Bug 17274 - floating point bug in nclass.FD can cause hist() to crash
Summary: floating point bug in nclass.FD can cause hist() to crash
Status: CLOSED FIXED
Alias: None
Product: R
Classification: Unclassified
Component: Accuracy (show other bugs)
Version: R 3.3.*
Hardware: x86_64/x64/amd64 (64-bit) Linux
: P5 minor
Assignee: R-core
URL:
Depends on:
Blocks:
 
Reported: 2017-05-19 15:08 UTC by Sietse Brouwer
Modified: 2017-08-09 16:27 UTC (History)
2 users (show)

See Also:


Attachments

Note You need to log in before you can comment on or make changes to this bug.
Description Sietse Brouwer 2017-05-19 15:08:18 UTC
Summary
-------

Floating point errors can cause a data vector to have an ultra-small
inter-quartile range, which causes `grDevices::nclass.FD` to suggest
an absurdly large number of breaks to `graphics::hist(breaks="FD")`.
Because this large float becomes NA when converted to integer, hist's
call to `base::pretty` crashes.

How could nclass.FD, which has the job of suggesting a reasonable number of
classes, avoid suggesting an absurdly large number of classes when the
inter-quartile range is absurdly small compared to the range?


Steps to reproduce
------------------

    hist(c(1, 1, 1, 1 + 1e-15, 2), breaks="FD")


Observed behaviour
------------------

Running this code gives the following error message:

    Error in pretty.default(range(x), n = breaks, min.n = 1):
      invalid 'n' argument
    In addition: Warning message:
    In pretty.default(range(x), n = breaks, min.n = 1) :
      NAs introduced by coercion to integer range


Expected behaviour
------------------

That hist() should never crash when given valid numerical data. Specifically,
that it should be robust even to those rare datasets where (through floating
point inaccuracy) the inter-quartile range is tens of orders of magnitude
smaller than the range.


Analysis
--------

Dramatis personae:

* graphics::hist.default
  https://svn.r-project.org/R/trunk/src/library/graphics/R/hist.R

* grDevices::nclass.FD
  https://svn.r-project.org/R/trunk/src/library/grDevices/R/calc.R

* base::pretty.default
  https://svn.r-project.org/R/trunk/src/library/base/R/pretty.R

`nclass.FD` examines the inter-quartile range of `x`, and gets a positive, but
very small floating point value -- let's call it TINYFLOAT. It inserts this
ultra-low IQR into the `nclass` denominator, which means `nclass`
becoms a huge number -- let's call it BIGFLOAT. `nclass.FD` then returns this
huge value to `hist`.

Once `hist` has its 'number of breaks' suggestion, it feeds this
number to `pretty`:

    pretty(range(x), BIGFLOAT, min.n = 1)

`pretty`, in turn, calls

    .Internal(pretty(min(x), max(x), BIGFLOAT, min.n, shrink.sml,
        c(high.u.bias, u5.bias), eps.correct))

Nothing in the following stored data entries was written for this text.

// ============================================================================
// Layer document store: applies intents to an owned document
// ============================================================================
//
// Every operation is total. An intent naming a layer that does not exist is
// ignored and leaves the document exactly as it was; creation intents always
// append. Any change to layer content or order clears the cached composite.

use crate::arrange::{move_one_to_end, move_one_to_start, move_to_end, move_to_start};
use crate::document::{Coordinate, Document, DrawableObject, EntityId, ImageDescriptor, ImageObject, Layer, Rect, SelectedEntity, StagingAreaImage};
use crate::ids::IdGenerator;
use crate::intent::Intent;
use crate::{log_info, log_warn};

/// What happened when an intent was applied.
#[derive(Clone, Copy, Debug, PartialEq, Eq)]
#[must_use]
pub enum Outcome {
    /// The document changed (or, for one-step moves at the end of the
    /// stack, the addressed layer existed and the cache was invalidated).
    Applied,
    /// The intent referenced something that does not exist. Nothing changed.
    Ignored,
    /// The intent reached a branch that is deliberately inert. Nothing changed.
    NotImplemented,
}

impl Outcome {
    pub fn is_applied(self) -> bool {
        self == Outcome::Applied
    }
}

/// Apply `intent` to `doc`, drawing any new identifiers from `ids`.
pub fn apply(doc: &mut Document, intent: Intent, ids: &mut dyn IdGenerator) -> Outcome {
    let description = intent.description();
    let outcome = match intent {
        Intent::AddLayer => add_layer(doc, ids),
        Intent::AddLayerFromStaging { staging_image, position } => {
            add_layer_from_staging(doc, ids, &staging_image, position)
        }
        Intent::RecallLayer { data } => recall_layer(doc, data),
        Intent::ToggleEnabled { id } => with_layer(doc, &id, |layer| {
            layer.is_enabled = !layer.is_enabled;
        }),
        Intent::Translate { id, position } => with_layer(doc, &id, |layer| {
            layer.position = position;
        }),
        Intent::UpdateBbox { id, bbox } => update_bbox(doc, &id, bbox),
        Intent::Reset { id } => with_layer(doc, &id, |layer| {
            layer.is_enabled = true;
            layer.objects.clear();
            layer.position = Coordinate::ORIGIN;
        }),
        Intent::Delete { id } => delete_layer(doc, &id),
        Intent::DeleteAll => {
            doc.layers.clear();
            doc.invalidate_cache();
            Outcome::Applied
        }
        Intent::SetOpacity { id, opacity } => set_opacity(doc, &id, opacity),
        Intent::MoveForwardOne { id } => reorder(doc, &id, move_one_to_end),
        Intent::MoveToFront { id } => reorder(doc, &id, move_to_end),
        Intent::MoveBackwardOne { id } => reorder(doc, &id, move_one_to_start),
        Intent::MoveToBack { id } => reorder(doc, &id, move_to_start),
        Intent::AddBrushLine { id, brush_line } => with_layer(doc, &id, |layer| {
            layer.objects.push(DrawableObject::BrushLine(brush_line));
        }),
        Intent::AddEraserLine { id, eraser_line } => with_layer(doc, &id, |layer| {
            layer.objects.push(DrawableObject::EraserLine(eraser_line));
        }),
        Intent::AddRectShape { id, rect_shape } => with_layer(doc, &id, |layer| {
            layer.objects.push(DrawableObject::RectShape(rect_shape));
        }),
        Intent::Scale { id, scale, position } => scale_layer(doc, &id, scale, position),
        Intent::AddImage { id, image, position } => add_image(doc, ids, &id, &image, position),
        Intent::SetImageCache { image } => {
            doc.image_cache = image;
            Outcome::Applied
        }
        Intent::Rasterize { id, image, position } => rasterize(doc, ids, &id, &image, position),
    };

    match outcome {
        Outcome::Applied => {
            log_info!("{}", description);
        }
        Outcome::Ignored => {
            log_warn!("Ignored '{}': target not found", description);
        }
        Outcome::NotImplemented => {
            log_warn!("'{}' is not implemented, document unchanged", description);
        }
    }
    outcome
}

/// Run `mutate` on the layer with `id` and invalidate the cache, or report a miss.
fn with_layer(doc: &mut Document, id: &EntityId, mutate: impl FnOnce(&mut Layer)) -> Outcome {
    let Some(layer) = doc.layer_mut(id) else {
        return Outcome::Ignored;
    };
    mutate(layer);
    doc.invalidate_cache();
    Outcome::Applied
}

fn push_and_select(doc: &mut Document, layer: Layer) {
    doc.selected_entity = Some(SelectedEntity::layer(layer.id.clone()));
    doc.layers.push(layer);
    doc.invalidate_cache();
}

fn add_layer(doc: &mut Document, ids: &mut dyn IdGenerator) -> Outcome {
    push_and_select(doc, Layer::new(ids.next_id()));
    Outcome::Applied
}

fn add_layer_from_staging(
    doc: &mut Document,
    ids: &mut dyn IdGenerator,
    staged: &StagingAreaImage,
    position: Coordinate,
) -> Outcome {
    let id = ids.next_id();
    let object_id = ids.next_id();
    let image = ImageObject::from_descriptor(&id, &object_id, &staged.image);

    let mut layer = Layer::new(id);
    layer.objects.push(DrawableObject::Image(image));
    layer.position = Coordinate::new(position.x + staged.offset_x, position.y + staged.offset_y);
    push_and_select(doc, layer);
    Outcome::Applied
}

fn recall_layer(doc: &mut Document, data: Layer) -> Outcome {
    // Keep ids unique: a snapshot of a layer that is still present is refused.
    if doc.contains_layer(&data.id) {
        return Outcome::Ignored;
    }
    push_and_select(doc, data);
    Outcome::Applied
}

fn update_bbox(doc: &mut Document, id: &EntityId, bbox: Option<Rect>) -> Outcome {
    if !doc.contains_layer(id) {
        return Outcome::Ignored;
    }
    // Clearing objects on an empty box stays off until layer bounds can be
    // computed reliably. A present box carries no state to store.
    match bbox {
        None => Outcome::NotImplemented,
        Some(_) => Outcome::Applied,
    }
}

fn delete_layer(doc: &mut Document, id: &EntityId) -> Outcome {
    let Some(index) = doc.layer_index(id) else {
        return Outcome::Ignored;
    };
    doc.layers.remove(index);
    doc.invalidate_cache();
    Outcome::Applied
}

fn set_opacity(doc: &mut Document, id: &EntityId, opacity: f64) -> Outcome {
    if !opacity.is_finite() {
        return Outcome::Ignored;
    }
    with_layer(doc, id, |layer| {
        layer.opacity = opacity.clamp(0.0, 1.0);
    })
}

fn scale_layer(doc: &mut Document, id: &EntityId, factor: f64, position: Coordinate) -> Outcome {
    if !factor.is_finite() {
        return Outcome::Ignored;
    }
    with_layer(doc, id, |layer| {
        for obj in layer.objects.iter_mut() {
            obj.scale(factor);
        }
        layer.position = position.rounded();
    })
}

fn reorder(doc: &mut Document, id: &EntityId, op: fn(&mut [Layer], usize)) -> Outcome {
    let Some(index) = doc.layer_index(id) else {
        return Outcome::Ignored;
    };
    op(&mut doc.layers, index);
    doc.invalidate_cache();
    Outcome::Applied
}

fn add_image(
    doc: &mut Document,
    ids: &mut dyn IdGenerator,
    id: &EntityId,
    image: &ImageDescriptor,
    position: Option<Coordinate>,
) -> Outcome {
    if !doc.contains_layer(id) {
        return Outcome::Ignored;
    }
    let object_id = ids.next_id();
    with_layer(doc, id, |layer| {
        let mut obj = ImageObject::from_descriptor(&layer.id, &object_id, image);
        if let Some(pos) = position {
            obj.x = pos.x;
            obj.y = pos.y;
        }
        layer.objects.push(DrawableObject::Image(obj));
    })
}

fn rasterize(
    doc: &mut Document,
    ids: &mut dyn IdGenerator,
    id: &EntityId,
    image: &ImageDescriptor,
    position: Coordinate,
) -> Outcome {
    if !doc.contains_layer(id) {
        return Outcome::Ignored;
    }
    let object_id = ids.next_id();
    with_layer(doc, id, |layer| {
        let obj = ImageObject::from_descriptor(&layer.id, &object_id, image);
        layer.objects = vec![DrawableObject::Image(obj)];
        layer.position = position;
    })
}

Which fails with the error and warning shown at start of this e-mail. (Invalid
'n' argument / NA's introduced by coercion to integer range.) My reading is
that .Internal tried to coerce BIGFLOAT to integer range and produced an NA,
and that (the C implementation of) `pretty`, in turn, choked when confronted
with NA.
Comment 1 Duncan Murdoch 2017-05-19 21:13:46 UTC
I can confirm the issue.  For future reference, this isn't a "crash", just a failure with an error message, but I agree it shouldn't happen.
Comment 2 Martin Maechler 2017-05-20 13:06:04 UTC
(In reply to Duncan Murdoch from comment #1)
> I can confirm the issue.  For future reference, this isn't a "crash", just a
> failure with an error message, but I agree it shouldn't happen.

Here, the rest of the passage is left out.